# [WHAT YOU ARE ASKED TO DO]
Read the data line by line and say how many lines contain the string "Flaky", giving the number alone.

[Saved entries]
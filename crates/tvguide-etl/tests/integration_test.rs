//! Integration tests for the harvest → XMLTV pipeline.
//!
//! These tests drive the pipeline with an in-memory source so they run
//! without reaching erw.cc or TVMao.

use std::collections::HashMap;
use std::sync::atomic::{AtomicUsize, Ordering};

use async_trait::async_trait;
use chrono::NaiveDate;
use tempfile::TempDir;
use tvguide_core::time::xmltv_timestamp;
use tvguide_core::{ClockTime, Programme};
use tvguide_etl::{harvest, harvest_to_file, FetchError, FetchResult, GuideSource, HarvestOptions};

/// What the fake source does for a channel.
#[derive(Debug, Clone)]
enum Script {
    Listing(Vec<(&'static str, &'static str, &'static str)>),
    Missing,
    Broken,
    /// Fail transiently this many times, then succeed with one slot.
    Flaky(usize),
}

#[derive(Debug)]
struct FakeSource {
    lineup: Vec<&'static str>,
    scripts: HashMap<&'static str, Script>,
    calls: AtomicUsize,
}

impl FakeSource {
    fn new(entries: Vec<(&'static str, Script)>) -> Self {
        Self {
            lineup: entries.iter().map(|(name, _)| *name).collect(),
            scripts: entries.into_iter().collect(),
            calls: AtomicUsize::new(0),
        }
    }
}

#[async_trait]
impl GuideSource for FakeSource {
    fn name(&self) -> &'static str {
        "fake"
    }

    fn data_from(&self) -> &str {
        "https://listings.invalid/"
    }

    fn lineup(&self) -> Vec<&str> {
        self.lineup.clone()
    }

    async fn fetch_listing(&self, channel: &str, date: NaiveDate) -> FetchResult<Vec<Programme>> {
        let call = self.calls.fetch_add(1, Ordering::SeqCst);
        match self.scripts.get(channel) {
            Some(Script::Listing(slots)) => Ok(slots
                .iter()
                .map(|(start, stop, title)| {
                    Programme::on_date(
                        channel,
                        date,
                        start.parse::<ClockTime>().unwrap(),
                        stop.parse::<ClockTime>().unwrap(),
                        *title,
                    )
                })
                .collect()),
            Some(Script::Missing) => Err(FetchError::NotFound {
                channel: channel.to_string(),
                source_name: "fake".to_string(),
            }),
            Some(Script::Broken) => Err(FetchError::Parse {
                source_name: "fake".to_string(),
                message: "unexpected token".to_string(),
            }),
            Some(Script::Flaky(failures)) if call < *failures => Err(FetchError::Http {
                source_name: "fake".to_string(),
                message: "503 Service Unavailable".to_string(),
            }),
            Some(Script::Flaky(_)) => Ok(vec![Programme::on_date(
                channel,
                date,
                ClockTime::new(8, 0).unwrap(),
                ClockTime::new(9, 0).unwrap(),
                "recovered",
            )]),
            None => Err(FetchError::UnknownChannel {
                channel: channel.to_string(),
                source_name: "fake".to_string(),
            }),
        }
    }
}

fn date() -> NaiveDate {
    NaiveDate::from_ymd_opt(2026, 2, 13).unwrap()
}

#[tokio::test]
async fn test_harvest_keeps_lineup_order_and_skips_failures() {
    let source = FakeSource::new(vec![
        ("CCTV1", Script::Listing(vec![("19:00", "19:30", "新闻联播")])),
        ("CCTV2", Script::Missing),
        ("CCTV3", Script::Broken),
        ("CCTV4", Script::Listing(vec![])),
        (
            "湖南卫视",
            Script::Listing(vec![("08:00", "09:00", "早间"), ("09:00", "10:00", "剧场")]),
        ),
    ]);

    let result = harvest(&source, date(), &HarvestOptions::default()).await;

    let ids: Vec<&str> = result.guide.channels.iter().map(|c| c.id.as_str()).collect();
    assert_eq!(ids, vec!["CCTV1", "CCTV4", "湖南卫视"]);
    assert_eq!(result.guide.programme_count(), 3);
    assert_eq!(result.guide.data_from, "https://listings.invalid/");
    assert_eq!(result.guide.info_name, "by oaixnah");

    assert_eq!(result.report.source, "fake");
    assert_eq!(result.report.channels_ok, 3);
    assert_eq!(result.report.programmes, 3);
    let skipped: Vec<&str> = result.report.skipped.iter().map(|s| s.channel.as_str()).collect();
    assert_eq!(skipped, vec!["CCTV2", "CCTV3"]);
    assert!(!result.report.is_complete());
}

#[tokio::test]
async fn test_harvest_retries_transient_failures() {
    let source = FakeSource::new(vec![("CCTV1", Script::Flaky(1))]);
    let options = HarvestOptions {
        max_retries: 2,
        ..HarvestOptions::default()
    };

    let result = harvest(&source, date(), &options).await;

    assert!(result.report.is_complete());
    assert_eq!(result.guide.programmes[0].title, "recovered");
    assert_eq!(source.calls.load(Ordering::SeqCst), 2);
}

#[tokio::test]
async fn test_harvest_gives_up_after_retries() {
    let source = FakeSource::new(vec![("CCTV1", Script::Flaky(10))]);
    let options = HarvestOptions {
        max_retries: 1,
        ..HarvestOptions::default()
    };

    let result = harvest(&source, date(), &options).await;

    assert!(result.guide.channels.is_empty());
    assert_eq!(result.report.skipped.len(), 1);
    assert_eq!(source.calls.load(Ordering::SeqCst), 2);
}

#[tokio::test]
async fn test_harvest_does_not_retry_permanent_failures() {
    let source = FakeSource::new(vec![("CCTV3", Script::Broken)]);
    let options = HarvestOptions {
        max_retries: 3,
        ..HarvestOptions::default()
    };

    harvest(&source, date(), &options).await;

    assert_eq!(source.calls.load(Ordering::SeqCst), 1);
}

#[tokio::test]
async fn test_harvest_channel_filter() {
    let source = FakeSource::new(vec![
        ("CCTV1", Script::Listing(vec![("19:00", "19:30", "新闻联播")])),
        ("CCTV2", Script::Listing(vec![("20:00", "21:00", "经济")])),
    ]);
    let options = HarvestOptions::default().with_channels(vec!["CCTV2".to_string(), "BBC".to_string()]);

    let result = harvest(&source, date(), &options).await;

    assert_eq!(result.guide.channels.len(), 1);
    assert_eq!(result.guide.channels[0].id, "CCTV2");
    assert_eq!(result.report.skipped.len(), 1);
    assert_eq!(result.report.skipped[0].channel, "BBC");
    assert_eq!(source.calls.load(Ordering::SeqCst), 1);
}

#[tokio::test]
async fn test_harvest_to_file_writes_xmltv() {
    let dir = TempDir::new().unwrap();
    let output = dir.path().join("site").join("e.xml");
    let source = FakeSource::new(vec![(
        "CCTV1",
        Script::Listing(vec![("19:00", "19:30", "新闻联播")]),
    )]);
    let options = HarvestOptions {
        info: Some(("mirror".to_string(), "https://mirror.invalid/e.xml".to_string())),
        ..HarvestOptions::default()
    };

    harvest_to_file(&source, date(), &options, &output).await.unwrap();

    let xml = std::fs::read_to_string(&output).unwrap();
    assert!(xml.starts_with("<?xml version=\"1.0\" encoding=\"UTF-8\"?>\n"));
    assert!(xml.contains(
        "<tv info-name=\"mirror\" info-url=\"https://mirror.invalid/e.xml\" data-from=\"https://listings.invalid/\">"
    ));
    assert!(xml.contains("<display-name lang=\"zh\">CCTV1</display-name>"));
    let start = xmltv_timestamp(date(), ClockTime::new(19, 0).unwrap());
    assert!(xml.contains(&format!("start=\"{start}\"")));
    assert!(xml.contains("<title lang=\"zh\">新闻联播</title>"));
}

#[tokio::test]
async fn test_harvested_guide_as_json_lists_programmes() {
    let source = FakeSource::new(vec![
        ("CCTV1", Script::Listing(vec![("19:00", "19:30", "新闻联播")])),
        ("CCTV2", Script::Missing),
        ("CCTV6", Script::Listing(vec![("23:30", "00:30", "午夜剧场")])),
    ]);

    let result = harvest(&source, date(), &HarvestOptions::default()).await;
    let json = result.guide.to_json_pretty().unwrap();

    assert!(json.contains("\"title\": \"新闻联播\""));
    assert!(json.contains("\"title\": \"午夜剧场\""));
    assert!(json.contains("\"stop\": \"20260214003000 +0800\""));
    assert!(!json.contains("\"channel\": \"CCTV2\""));
}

# [ANSWER]
5